Pravda.Ru has interviewed Professor Richard J Aldrich, Department of Politics and International Studies University of Warwick, to find out more about this spy scandal and about the work of intelligence networks.

Pravda.Ru: Can such charges be treated as the lack of evidence of his cooperation with Russian special services?

Richard Aldrich : I guess the materials he had were no big deal, the sorts of things that lots of soldiers pick and take home. But it might provide a convenient holding charge while they review the espionage case they will be looking to see what they can charge him with while avoiding revealing their own counter-espionage techniques and sources.

The UK has a long record of foolish people who have tried to sell military documents of only modest importance to foreign embassies and have approached them direct - he might be one of those people.

Pravda.Ru: Can such a situation lead to the deterioration of UK-Russia relations?

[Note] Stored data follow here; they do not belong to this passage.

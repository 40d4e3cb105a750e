//! Progress and cancellation integration tests.
//!
//! Render tests are skipped if FFmpeg lacks an H.264 or AAC encoder.

mod common;

use std::sync::{Arc, Mutex};

use slidereel::{
    CancellationToken, Mode, Pipeline, PipelineState, ProgressCallback, ProgressInfo,
    RenderEvent, RenderOptions, RenderRequest, SlideReelError, Stage, VideoEncoderOptions,
};

fn fast_options() -> RenderOptions {
    RenderOptions::new().with_encoder_options(VideoEncoderOptions::default().preset("ultrafast"))
}

#[derive(Default)]
struct Recorder(Mutex<Vec<ProgressInfo>>);

impl ProgressCallback for Recorder {
    fn on_progress(&self, info: &ProgressInfo) {
        self.0.lock().unwrap().push(info.clone());
    }
}

/// Cancels its token once `after` images have been written.
struct CancelAfter {
    token: CancellationToken,
    after: u64,
}

impl ProgressCallback for CancelAfter {
    fn on_progress(&self, info: &ProgressInfo) {
        if info.stage == Stage::Encoding && info.completed >= self.after {
            self.token.cancel();
        }
    }
}

// ── CancellationToken ──────────────────────────────────────────────

#[test]
fn cancellation_token_default_not_cancelled() {
    let token = CancellationToken::new();
    assert!(!token.is_cancelled());
    assert!(!CancellationToken::default().is_cancelled());
}

#[test]
fn cancellation_token_clone_shares_state() {
    let token = CancellationToken::new();
    let clone = token.clone();
    assert!(!clone.is_cancelled());

    token.cancel();
    assert!(clone.is_cancelled());
}

// ── Progress reporting ─────────────────────────────────────────────

#[test]
fn progress_is_reported_once_per_image() {
    if !slidereel::encoders_available() {
        eprintln!("Skipping: FFmpeg encoders not available");
        return;
    }

    let dir = tempfile::tempdir().unwrap();
    let images = common::write_images(dir.path(), 4, 32, 32);
    let request = RenderRequest::new(images, Mode::regular(0.5), dir.path().join("p.mp4"));

    let recorder = Arc::new(Recorder::default());
    let options = fast_options().with_progress(recorder.clone());
    Pipeline::run(&request, &options).unwrap();

    let seen = recorder.0.lock().unwrap();
    let encoding: Vec<_> = seen.iter().filter(|i| i.stage == Stage::Encoding).collect();
    assert_eq!(encoding.len(), 4);
    for (index, info) in encoding.iter().enumerate() {
        assert_eq!(info.completed, index as u64 + 1);
        assert_eq!(info.total, 4);
    }
    assert_eq!(encoding[3].percentage, 100.0);
    assert!(seen.iter().all(|i| i.stage != Stage::Muxing));
}

#[test]
fn progress_positions_are_image_boundaries() {
    if !slidereel::encoders_available() {
        eprintln!("Skipping: FFmpeg encoders not available");
        return;
    }

    let dir = tempfile::tempdir().unwrap();
    let images = common::write_images(dir.path(), 3, 16, 16);
    let request = RenderRequest::new(images, Mode::regular(1.0), dir.path().join("b.mp4"));

    let recorder = Arc::new(Recorder::default());
    Pipeline::run(&request, &fast_options().with_progress(recorder.clone())).unwrap();

    let positions: Vec<_> = recorder
        .0
        .lock()
        .unwrap()
        .iter()
        .filter_map(|info| info.position)
        .map(|position| position.as_secs())
        .collect();
    assert_eq!(positions, [1, 2, 3]);
}

// ── Cancellation ───────────────────────────────────────────────────

#[test]
fn cancel_after_second_image_leaves_no_output() {
    if !slidereel::encoders_available() {
        eprintln!("Skipping: FFmpeg encoders not available");
        return;
    }

    let dir = tempfile::tempdir().unwrap();
    let images = common::write_images(dir.path(), 5, 32, 32);
    let output = dir.path().join("cancelled.mp4");
    let request = RenderRequest::new(images, Mode::regular(1.0), &output);

    let token = CancellationToken::new();
    let progress = Arc::new(CancelAfter {
        token: token.clone(),
        after: 2,
    });
    let options = fast_options()
        .with_progress(progress)
        .with_cancellation(token);

    let err = Pipeline::run(&request, &options).unwrap_err();
    assert!(matches!(err, SlideReelError::Cancelled));
    assert!(!output.exists());
    assert!(common::leftover_temporaries(dir.path()).is_empty());
}

#[test]
fn cancelled_before_start_writes_nothing() {
    if !slidereel::encoders_available() {
        eprintln!("Skipping: FFmpeg encoders not available");
        return;
    }

    let dir = tempfile::tempdir().unwrap();
    let images = common::write_images(dir.path(), 2, 16, 16);
    let output = dir.path().join("never.mp4");
    let request = RenderRequest::new(images, Mode::Shorts, &output);

    let token = CancellationToken::new();
    token.cancel();
    let err = Pipeline::run(&request, &fast_options().with_cancellation(token)).unwrap_err();
    assert!(err.is_cancelled());
    assert!(!output.exists());
    assert!(common::leftover_temporaries(dir.path()).is_empty());
}

#[test]
fn handle_cancel_stops_worker() {
    if !slidereel::encoders_available() {
        eprintln!("Skipping: FFmpeg encoders not available");
        return;
    }

    let dir = tempfile::tempdir().unwrap();
    let images = common::write_images(dir.path(), 30, 64, 64);
    let output = dir.path().join("stopped.mp4");
    let request = RenderRequest::new(images, Mode::regular(2.0), &output);

    let handle = Pipeline::spawn(request, fast_options()).unwrap();
    let mut states = Vec::new();
    for event in handle.events() {
        match event {
            RenderEvent::Progress(info) if info.completed == 1 => handle.cancel(),
            RenderEvent::State(state) => states.push(state),
            RenderEvent::Progress(_) => {}
        }
    }

    let err = handle.wait().unwrap_err();
    assert!(err.is_cancelled());
    assert_eq!(states.last(), Some(&PipelineState::Failed));
    assert!(!output.exists());
}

In what way?

Richard Aldrich: Unlikely, he is not a big-time spy, most diplomats and politicians are not interested in this low-level activity, its different to some of the other recent spy-flaps of the last three years that have been more serious.

Pravda.Ru: What are the scales of activity of American, British and Russian spy networks in other countries?

Richard Aldrich: Still quite large, and there is now an odd pattern of competitive co-operation. They all co-operate quite closely on issues like counter-terrorism, but compete on issues like economics and trade.

It does not seem so odd to the intelligence officer on the ground, since each person only sees a small amount of the picture and just focuses on their local task, but it seems odd to us.

In the UK the big problem is that the security services and the police are overstretched by terrorism and have little time to watch overseas intelligence services operating in the UK.

At least thirty intelligence services are quite active in the UK and if each only has five active people, that is still a lot of people to watch.

You might look at the full text of the recent speech by Jonathan Evans, it is intelligence and quite quotable.

Last week, head of MI5 security service Jonathan Evans had complained that Russian spying against Britain remained at Cold War levels, diverting intelligence resources that would be better devoted to fighting al Qaeda .

"Despite the Cold War ending nearly two decades ago, my service is still expending resources to defend the UK against unreconstructed attempts by Russia, China and others to spy on us," he said in his first public speech since taking over in April.

Evans said a number of countries were still actively seeking to steal sensitive civilian and military technology, political and economic intelligence, including via sophisticated electronic attacks on computer networks, Reuters reports.

One of the most recent cases of an arrest under the Official Secrets Act involved Ian Parr, a former employee at BAE Systems Avionics. He subsequently admitted the offences and was jailed for 10 years in April 2003.

Parr, from Rochford, Essex, tried to sell the Russian confidential details of seven defence projects, including a missile system then being deployed in Iraq. He met his “contact” in a pub but later found out he was in fact trying to betray his country to an undercover MI5 officer.

Sentencing Parr, Judge Michael Hyam said the sentence reflected the seriousness of the offences. “I cannot accept that you were so naive that you did not know what you were doing was a risk to the nation’s security,” he said.

UK-Russia relations have deteriorated in the last two years. There was particular anger that the Russian authorities refused to extradite suspects thought to be involved in the death of Alexander Litvinenko, a former KGB officer who died of radiation poisoning last November.

Last July the British government expelled four Russian diplomats from London in response to the lack of cooperation over the Litvinenko investigation. The Kremlin responded by expelling four British embassy staff, reports.